Floppy iris syndrome is usually the results from the use of Flomax (or other newer medications) for urinary retention. Thanks to innovative surgical appliances these cases have gone from extremely difficult to routine. Iris damage is extremely rare because of the improvements in viscoelastics, iris retractors (Graether Pupillary Ring, Malyugin Ring) and improved fluidics. Iris repair techniques are used to ameliorate these pupillary issues.
Retained Lens Material
On occasion a small portion of cataract can escape detection and be found at some time postoperatively. If it is small enough this resolves naturally, when it is larger or primarily composed of lens nucleus a 2 minute return trip to the operating room is required. This is a rare event and usually results in complete recovery.
When larger incisions were prevalent the corneal shape was changed during cataract surgery and vision did not recover completely until the sutures were removed. Because incisions today have been reduced to 2.2 millimeters and are self-sealing excessive residual astigmatism is extremely rare. Sometimes limbal relaxing incisions (LRI, RLI) are performed to correct pre-existing corneal astigmatism. Sometimes it does not completely eliminate the patient’s astigmatism, only rarely is the astigmatism made worse.
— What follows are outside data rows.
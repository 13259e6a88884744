//! Error types for the HTTP API.

use axum::Json;
use axum::http::{HeaderValue, StatusCode, header};
use axum::response::{IntoResponse, Response};
use serde_json::json;
use thiserror::Error;
use tracing::error;
use vexa_core::amount::Credits;
use vexa_core::credentials::{AdminAuthError, CredentialError};
use vexa_core::db::DbError;
use vexa_core::ledger::{AccountId, LedgerError};

/// Errors returned by API handlers.
///
/// Billing failures carry their own status so that clients can always tell
/// whether a call was charged.
#[derive(Debug, Error)]
pub enum ApiError {
    /// No client credential was presented.
    #[error("missing API key")]
    MissingCredential,

    /// The client credential is unknown or revoked.
    #[error("invalid API key")]
    InvalidCredential,

    /// The balance does not cover the call.
    #[error("insufficient balance: required {required}, available {available}")]
    InsufficientBalance {
        /// Price of the call.
        required: Credits,
        /// Balance at the time of the call.
        available: Credits,
    },

    /// The calling account is banned.
    #[error("account {0} is banned")]
    Banned(AccountId),

    /// The addressed account does not exist.
    #[error("account not found: {0}")]
    AccountNotFound(AccountId),

    /// The request is malformed.
    #[error("bad request: {0}")]
    BadRequest(String),

    /// The administrative routes are disabled.
    #[error("administrative access is not configured")]
    AdminDisabled,

    /// The administrative secret is missing or wrong.
    #[error("administrative authentication failed: {0}")]
    AdminUnauthorized(AdminAuthError),

    /// The database stayed locked through every retry.
    #[error("storage busy")]
    Busy,

    /// Internal error.
    #[error("internal error: {0}")]
    Internal(String),
}

impl ApiError {
    /// Returns the HTTP status code for this error.
    ///
    /// - Missing/invalid credentials: 401 Unauthorized
    /// - Insufficient balance: 402 Payment Required
    /// - Banned: 403 Forbidden
    /// - Unknown account: 404 Not Found
    /// - Admin surface disabled, storage busy: 503 Service Unavailable
    #[must_use]
    pub const fn status_code(&self) -> StatusCode {
        match self {
            Self::MissingCredential | Self::InvalidCredential | Self::AdminUnauthorized(_) => {
                StatusCode::UNAUTHORIZED
            },
            Self::InsufficientBalance { .. } => StatusCode::PAYMENT_REQUIRED,
            Self::Banned(_) => StatusCode::FORBIDDEN,
            Self::AccountNotFound(_) => StatusCode::NOT_FOUND,
            Self::BadRequest(_) => StatusCode::BAD_REQUEST,
            Self::AdminDisabled | Self::Busy => StatusCode::SERVICE_UNAVAILABLE,
            Self::Internal(_) => StatusCode::INTERNAL_SERVER_ERROR,
        }
    }
}

/// Challenge sent with client credential rejections.
const CREDENTIAL_SCHEME: &str = "ApiKey";

impl IntoResponse for ApiError {
    fn into_response(self) -> Response {
        let status = self.status_code();
        let detail = match &self {
            Self::MissingCredential => "API key is required.".to_string(),
            Self::InvalidCredential => "API key is invalid or has been revoked.".to_string(),
            Self::InsufficientBalance { .. } => {
                "Not enough credits to fulfil the request.".to_string()
            },
            Self::Banned(_) => "Account is banned.".to_string(),
            Self::AccountNotFound(_) => "Account not found.".to_string(),
            Self::BadRequest(reason) => reason.clone(),
            Self::AdminDisabled => "Administrative access is not configured.".to_string(),
            Self::AdminUnauthorized(AdminAuthError::Missing) => {
                "Administrative key is required.".to_string()
            },
            Self::AdminUnauthorized(_) => "Administrative key is invalid.".to_string(),
            Self::Busy => "Service is busy, please retry.".to_string(),
            Self::Internal(reason) => {
                error!(error = %reason, "request failed");
                "Internal server error".to_string()
            },
        };

        let body = match &self {
            Self::InsufficientBalance {
                required,
                available,
            } => json!({ "detail": detail, "required": required, "available": available }),
            _ => json!({ "detail": detail }),
        };

        let mut response = (status, Json(body)).into_response();
        if matches!(self, Self::MissingCredential | Self::InvalidCredential) {
            response
                .headers_mut()
                .insert(header::WWW_AUTHENTICATE, HeaderValue::from_static(CREDENTIAL_SCHEME));
        }
        response
    }
}

impl From<DbError> for ApiError {
    fn from(err: DbError) -> Self {
        if err.is_contention() {
            Self::Busy
        } else {
            Self::Internal(err.to_string())
        }
    }
}

impl From<LedgerError> for ApiError {
    fn from(err: LedgerError) -> Self {
        match err {
            LedgerError::AccountNotFound { id } => Self::AccountNotFound(id),
            LedgerError::InsufficientBalance {
                required,
                available,
            } => Self::InsufficientBalance {
                required,
                available,
            },
            LedgerError::Banned { id } => Self::Banned(id),
            LedgerError::Overflow { id, amount } => {
                Self::BadRequest(format!("balance of account {id} cannot grow by {amount}"))
            },
            LedgerError::NegativeAmount { amount } => {
                Self::BadRequest(format!("amount must not be negative: {amount}"))
            },
            LedgerError::Storage(e) => e.into(),
            other => Self::Internal(other.to_string()),
        }
    }
}

impl From<CredentialError> for ApiError {
    fn from(err: CredentialError) -> Self {
        match err {
            CredentialError::Missing => Self::MissingCredential,
            CredentialError::Invalid => Self::InvalidCredential,
            CredentialError::Banned { account } => Self::Banned(account),
            CredentialError::InsufficientBalance {
                required,
                available,
            } => Self::InsufficientBalance {
                required,
                available,
            },
            CredentialError::AccountNotFound { account } => Self::AccountNotFound(account),
            CredentialError::Ledger(e) => e.into(),
            CredentialError::Storage(e) => e.into(),
            other => Self::Internal(other.to_string()),
        }
    }
}

impl From<AdminAuthError> for ApiError {
    fn from(err: AdminAuthError) -> Self {
        match err {
            AdminAuthError::NotConfigured => Self::AdminDisabled,
            AdminAuthError::Missing | AdminAuthError::Invalid => Self::AdminUnauthorized(err),
        }
    }
}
This can be resolved by suturing or removing sutures from the cornea. Sometimes procedures like LASIK are required. With the improvement in phacoemulsification instrumentation corneal burns, an unfortunate complication of cataract surgery which can induce corneal damage and irregular astigmatism, has been minimized in our practice.
Following surgery for a very dense cataract, or in an eye with a small anterior chamber (as in some cases of hyperopia), the cornea can remain less than crystal clear for a few days and sometimes even weeks. This can also occur when patients have a reduced number of endothelial cells either from previous surgery, trauma, or a condition knowns as Endothelial Dystrophy (Fuchs). In the rare instance the cornea does not recover, these cells are replaced using procedure known as DSEK or a related technique DMEK. Sometimes, Dr. Lewis will recommend performing the DSEK (endothelial corneal transplantation) at the same time as the cataract and intraocular lens procedure. This “triple procedure” results in rapid and dramatic visual rehabilitation.